(Input records Opens)
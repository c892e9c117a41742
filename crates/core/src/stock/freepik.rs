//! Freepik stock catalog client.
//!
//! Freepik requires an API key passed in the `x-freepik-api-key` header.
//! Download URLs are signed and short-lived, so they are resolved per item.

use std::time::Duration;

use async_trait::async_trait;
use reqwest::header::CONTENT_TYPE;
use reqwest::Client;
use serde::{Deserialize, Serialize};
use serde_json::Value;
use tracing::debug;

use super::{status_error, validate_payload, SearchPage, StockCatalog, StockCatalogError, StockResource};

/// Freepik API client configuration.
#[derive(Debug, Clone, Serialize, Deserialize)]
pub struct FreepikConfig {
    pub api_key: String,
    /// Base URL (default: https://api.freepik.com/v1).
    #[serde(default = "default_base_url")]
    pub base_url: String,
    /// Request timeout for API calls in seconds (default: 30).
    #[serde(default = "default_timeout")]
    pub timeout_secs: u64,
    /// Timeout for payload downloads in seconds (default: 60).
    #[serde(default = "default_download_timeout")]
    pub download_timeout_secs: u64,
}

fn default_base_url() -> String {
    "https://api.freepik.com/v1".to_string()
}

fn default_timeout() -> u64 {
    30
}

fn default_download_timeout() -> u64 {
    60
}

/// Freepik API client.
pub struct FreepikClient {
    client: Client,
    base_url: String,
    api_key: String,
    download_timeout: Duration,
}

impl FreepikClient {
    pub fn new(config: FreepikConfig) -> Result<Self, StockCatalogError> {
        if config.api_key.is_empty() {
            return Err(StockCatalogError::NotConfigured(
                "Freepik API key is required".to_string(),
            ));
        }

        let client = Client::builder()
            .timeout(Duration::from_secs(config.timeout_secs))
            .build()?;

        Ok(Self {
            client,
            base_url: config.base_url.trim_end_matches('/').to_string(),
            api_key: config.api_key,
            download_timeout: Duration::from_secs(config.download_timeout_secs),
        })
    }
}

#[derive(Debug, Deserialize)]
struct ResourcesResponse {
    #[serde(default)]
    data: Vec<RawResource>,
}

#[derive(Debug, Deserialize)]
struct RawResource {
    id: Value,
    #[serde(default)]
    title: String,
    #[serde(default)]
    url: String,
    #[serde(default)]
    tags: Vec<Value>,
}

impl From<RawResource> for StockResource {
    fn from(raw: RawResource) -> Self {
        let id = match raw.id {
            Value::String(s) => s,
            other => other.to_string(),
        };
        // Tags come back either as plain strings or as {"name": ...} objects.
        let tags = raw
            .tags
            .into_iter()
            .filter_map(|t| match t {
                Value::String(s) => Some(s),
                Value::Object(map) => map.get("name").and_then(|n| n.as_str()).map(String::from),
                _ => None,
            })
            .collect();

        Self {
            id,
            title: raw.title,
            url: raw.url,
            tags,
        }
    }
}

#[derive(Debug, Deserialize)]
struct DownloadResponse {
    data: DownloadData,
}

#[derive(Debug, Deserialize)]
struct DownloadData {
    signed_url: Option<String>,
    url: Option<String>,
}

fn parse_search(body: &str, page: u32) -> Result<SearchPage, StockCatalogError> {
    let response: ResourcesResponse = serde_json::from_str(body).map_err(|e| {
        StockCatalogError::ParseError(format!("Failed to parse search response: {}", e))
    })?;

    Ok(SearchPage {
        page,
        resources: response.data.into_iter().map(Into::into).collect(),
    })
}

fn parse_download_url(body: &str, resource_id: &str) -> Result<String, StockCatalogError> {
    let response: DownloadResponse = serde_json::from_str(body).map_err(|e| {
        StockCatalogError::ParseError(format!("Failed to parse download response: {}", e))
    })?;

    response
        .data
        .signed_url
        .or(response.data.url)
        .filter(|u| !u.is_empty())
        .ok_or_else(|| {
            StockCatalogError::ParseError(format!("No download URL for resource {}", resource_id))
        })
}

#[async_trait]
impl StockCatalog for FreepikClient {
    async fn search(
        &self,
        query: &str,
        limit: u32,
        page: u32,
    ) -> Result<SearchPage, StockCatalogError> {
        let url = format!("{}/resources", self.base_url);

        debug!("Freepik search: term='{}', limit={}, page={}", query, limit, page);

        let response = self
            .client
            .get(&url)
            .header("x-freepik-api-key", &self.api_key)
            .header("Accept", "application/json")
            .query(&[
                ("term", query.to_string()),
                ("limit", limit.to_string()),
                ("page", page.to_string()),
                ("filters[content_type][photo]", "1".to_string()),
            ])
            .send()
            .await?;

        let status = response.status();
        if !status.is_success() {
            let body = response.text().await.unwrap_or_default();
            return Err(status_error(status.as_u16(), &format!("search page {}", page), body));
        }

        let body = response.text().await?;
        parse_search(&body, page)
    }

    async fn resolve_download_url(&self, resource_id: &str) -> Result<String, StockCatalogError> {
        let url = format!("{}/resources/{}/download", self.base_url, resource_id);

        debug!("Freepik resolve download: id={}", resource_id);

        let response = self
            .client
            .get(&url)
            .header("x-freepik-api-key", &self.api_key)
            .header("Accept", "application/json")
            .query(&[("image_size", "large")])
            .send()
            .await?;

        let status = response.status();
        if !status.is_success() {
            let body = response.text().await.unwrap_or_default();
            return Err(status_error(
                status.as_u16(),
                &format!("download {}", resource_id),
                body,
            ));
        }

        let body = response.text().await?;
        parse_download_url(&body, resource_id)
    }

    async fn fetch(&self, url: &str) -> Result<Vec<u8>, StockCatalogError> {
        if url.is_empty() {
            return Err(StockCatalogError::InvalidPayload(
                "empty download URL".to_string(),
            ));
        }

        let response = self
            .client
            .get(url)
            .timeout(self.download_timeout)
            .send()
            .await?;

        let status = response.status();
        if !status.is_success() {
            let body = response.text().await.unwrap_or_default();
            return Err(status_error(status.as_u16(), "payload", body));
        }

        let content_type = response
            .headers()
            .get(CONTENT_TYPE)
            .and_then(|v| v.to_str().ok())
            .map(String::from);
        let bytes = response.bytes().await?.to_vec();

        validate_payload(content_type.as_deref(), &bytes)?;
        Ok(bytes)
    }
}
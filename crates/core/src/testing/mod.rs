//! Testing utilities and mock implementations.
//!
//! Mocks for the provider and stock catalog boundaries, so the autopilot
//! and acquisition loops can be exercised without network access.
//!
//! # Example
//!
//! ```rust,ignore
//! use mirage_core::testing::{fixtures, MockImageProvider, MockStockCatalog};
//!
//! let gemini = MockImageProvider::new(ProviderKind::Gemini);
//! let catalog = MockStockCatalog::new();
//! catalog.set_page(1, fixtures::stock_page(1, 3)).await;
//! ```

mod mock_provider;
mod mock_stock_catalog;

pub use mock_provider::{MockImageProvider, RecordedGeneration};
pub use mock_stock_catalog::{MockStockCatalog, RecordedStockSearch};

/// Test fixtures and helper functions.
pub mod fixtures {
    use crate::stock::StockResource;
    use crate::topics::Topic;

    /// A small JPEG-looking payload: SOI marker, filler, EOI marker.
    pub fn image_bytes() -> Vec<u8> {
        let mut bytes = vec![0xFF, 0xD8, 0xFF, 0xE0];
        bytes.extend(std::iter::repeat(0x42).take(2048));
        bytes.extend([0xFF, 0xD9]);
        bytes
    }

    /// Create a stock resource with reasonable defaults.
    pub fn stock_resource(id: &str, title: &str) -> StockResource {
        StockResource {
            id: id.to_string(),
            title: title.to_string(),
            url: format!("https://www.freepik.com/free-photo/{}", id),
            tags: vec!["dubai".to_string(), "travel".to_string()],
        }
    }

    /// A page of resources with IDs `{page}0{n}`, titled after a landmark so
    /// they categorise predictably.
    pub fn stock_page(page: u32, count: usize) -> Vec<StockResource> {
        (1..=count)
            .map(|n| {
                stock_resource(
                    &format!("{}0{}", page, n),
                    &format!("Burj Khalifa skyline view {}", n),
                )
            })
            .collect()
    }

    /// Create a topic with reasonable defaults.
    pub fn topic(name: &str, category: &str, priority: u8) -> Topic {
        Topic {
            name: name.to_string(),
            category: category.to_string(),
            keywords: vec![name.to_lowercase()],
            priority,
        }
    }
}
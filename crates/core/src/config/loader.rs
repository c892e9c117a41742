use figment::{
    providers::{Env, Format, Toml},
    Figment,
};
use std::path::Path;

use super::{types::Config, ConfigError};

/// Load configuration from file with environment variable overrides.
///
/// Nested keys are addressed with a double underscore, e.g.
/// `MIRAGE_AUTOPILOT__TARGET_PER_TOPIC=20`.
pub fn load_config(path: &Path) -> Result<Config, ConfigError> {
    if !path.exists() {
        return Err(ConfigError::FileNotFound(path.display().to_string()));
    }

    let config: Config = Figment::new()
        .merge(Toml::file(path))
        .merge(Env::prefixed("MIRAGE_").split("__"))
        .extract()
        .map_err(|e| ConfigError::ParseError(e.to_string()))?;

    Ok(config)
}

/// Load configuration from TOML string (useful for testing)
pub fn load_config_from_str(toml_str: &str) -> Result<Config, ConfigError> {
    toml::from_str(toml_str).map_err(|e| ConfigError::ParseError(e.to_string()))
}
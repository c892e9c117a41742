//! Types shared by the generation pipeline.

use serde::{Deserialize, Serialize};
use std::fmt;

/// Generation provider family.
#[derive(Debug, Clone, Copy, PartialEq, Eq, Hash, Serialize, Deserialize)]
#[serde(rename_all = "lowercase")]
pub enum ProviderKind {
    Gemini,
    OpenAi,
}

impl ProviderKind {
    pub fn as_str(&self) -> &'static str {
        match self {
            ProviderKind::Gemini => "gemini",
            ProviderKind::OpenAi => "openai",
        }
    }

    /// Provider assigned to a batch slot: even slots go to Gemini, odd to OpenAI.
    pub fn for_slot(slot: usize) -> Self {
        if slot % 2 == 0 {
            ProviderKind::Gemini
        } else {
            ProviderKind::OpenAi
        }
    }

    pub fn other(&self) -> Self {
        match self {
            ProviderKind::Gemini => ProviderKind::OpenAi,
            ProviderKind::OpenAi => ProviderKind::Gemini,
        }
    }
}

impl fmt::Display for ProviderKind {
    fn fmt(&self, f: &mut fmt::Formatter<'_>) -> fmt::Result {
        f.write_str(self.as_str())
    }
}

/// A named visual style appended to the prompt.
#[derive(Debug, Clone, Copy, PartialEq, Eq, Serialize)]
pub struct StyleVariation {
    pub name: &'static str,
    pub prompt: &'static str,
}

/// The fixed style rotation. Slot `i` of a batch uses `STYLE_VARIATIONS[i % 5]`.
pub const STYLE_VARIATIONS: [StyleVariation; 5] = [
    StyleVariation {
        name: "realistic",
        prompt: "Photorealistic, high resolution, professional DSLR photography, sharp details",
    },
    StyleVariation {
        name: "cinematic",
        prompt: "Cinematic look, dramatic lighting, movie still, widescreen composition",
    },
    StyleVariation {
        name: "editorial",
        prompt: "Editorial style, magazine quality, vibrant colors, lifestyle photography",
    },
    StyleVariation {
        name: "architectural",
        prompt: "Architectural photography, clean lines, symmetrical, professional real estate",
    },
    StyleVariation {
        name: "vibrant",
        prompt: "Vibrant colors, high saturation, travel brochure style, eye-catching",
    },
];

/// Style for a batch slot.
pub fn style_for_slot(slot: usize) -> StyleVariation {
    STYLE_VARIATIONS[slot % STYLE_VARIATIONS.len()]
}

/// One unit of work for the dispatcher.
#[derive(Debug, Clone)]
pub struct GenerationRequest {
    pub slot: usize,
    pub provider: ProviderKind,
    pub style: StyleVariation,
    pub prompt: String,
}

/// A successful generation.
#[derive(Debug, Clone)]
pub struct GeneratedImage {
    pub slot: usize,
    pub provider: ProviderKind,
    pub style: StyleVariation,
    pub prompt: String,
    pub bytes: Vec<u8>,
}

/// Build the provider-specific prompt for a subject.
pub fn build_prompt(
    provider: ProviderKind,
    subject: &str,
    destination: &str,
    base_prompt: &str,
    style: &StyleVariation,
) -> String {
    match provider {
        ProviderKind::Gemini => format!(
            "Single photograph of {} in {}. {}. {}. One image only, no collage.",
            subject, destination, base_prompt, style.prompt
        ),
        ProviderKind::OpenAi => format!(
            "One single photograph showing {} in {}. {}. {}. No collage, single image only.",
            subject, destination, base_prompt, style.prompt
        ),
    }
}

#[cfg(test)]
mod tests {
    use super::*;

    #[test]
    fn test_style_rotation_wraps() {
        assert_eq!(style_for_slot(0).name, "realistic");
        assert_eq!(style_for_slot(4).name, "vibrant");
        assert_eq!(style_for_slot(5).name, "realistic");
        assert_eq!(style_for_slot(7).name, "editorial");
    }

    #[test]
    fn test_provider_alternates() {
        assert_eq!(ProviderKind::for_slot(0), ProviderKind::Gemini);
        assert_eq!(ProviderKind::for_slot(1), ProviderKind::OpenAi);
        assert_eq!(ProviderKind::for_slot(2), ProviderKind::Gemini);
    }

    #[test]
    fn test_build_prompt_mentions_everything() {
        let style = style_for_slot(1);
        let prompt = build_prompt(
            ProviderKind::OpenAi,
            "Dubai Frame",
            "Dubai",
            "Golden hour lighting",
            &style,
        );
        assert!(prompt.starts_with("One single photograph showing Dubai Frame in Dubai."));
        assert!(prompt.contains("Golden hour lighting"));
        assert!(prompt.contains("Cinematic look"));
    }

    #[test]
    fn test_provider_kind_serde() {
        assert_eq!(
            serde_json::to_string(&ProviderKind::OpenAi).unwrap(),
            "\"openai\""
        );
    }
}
(Input records Closes)
● Exercise prompt:
Nothing but an exact copy of the lines from the first one above through the line holding "let client = Client::builder()" should be returned.

● Result of the exercise:
repository c892e9c117a41742
filename crates/core/src/stock/freepik.rs
//! Freepik stock catalog client.
//!
//! Freepik requires an API key passed in the `x-freepik-api-key` header.
//! Download URLs are signed and short-lived, so they are resolved per item.

use std::time::Duration;

use async_trait::async_trait;
use reqwest::header::CONTENT_TYPE;
use reqwest::Client;
use serde::{Deserialize, Serialize};
use serde_json::Value;
use tracing::debug;

use super::{status_error, validate_payload, SearchPage, StockCatalog, StockCatalogError, StockResource};

/// Freepik API client configuration.
#[derive(Debug, Clone, Serialize, Deserialize)]
pub struct FreepikConfig {
    pub api_key: String,
    /// Base URL (default: https://api.freepik.com/v1).
    #[serde(default = "default_base_url")]
    pub base_url: String,
    /// Request timeout for API calls in seconds (default: 30).
    #[serde(default = "default_timeout")]
    pub timeout_secs: u64,
    /// Timeout for payload downloads in seconds (default: 60).
    #[serde(default = "default_download_timeout")]
    pub download_timeout_secs: u64,
}

fn default_base_url() -> String {
    "https://api.freepik.com/v1".to_string()
}

fn default_timeout() -> u64 {
    30
}

fn default_download_timeout() -> u64 {
    60
}

/// Freepik API client.
pub struct FreepikClient {
    client: Client,
    base_url: String,
    api_key: String,
    download_timeout: Duration,
}

impl FreepikClient {
    pub fn new(config: FreepikConfig) -> Result<Self, StockCatalogError> {
        if config.api_key.is_empty() {
            return Err(StockCatalogError::NotConfigured(
                "Freepik API key is required".to_string(),
            ));
        }

        let client = Client::builder()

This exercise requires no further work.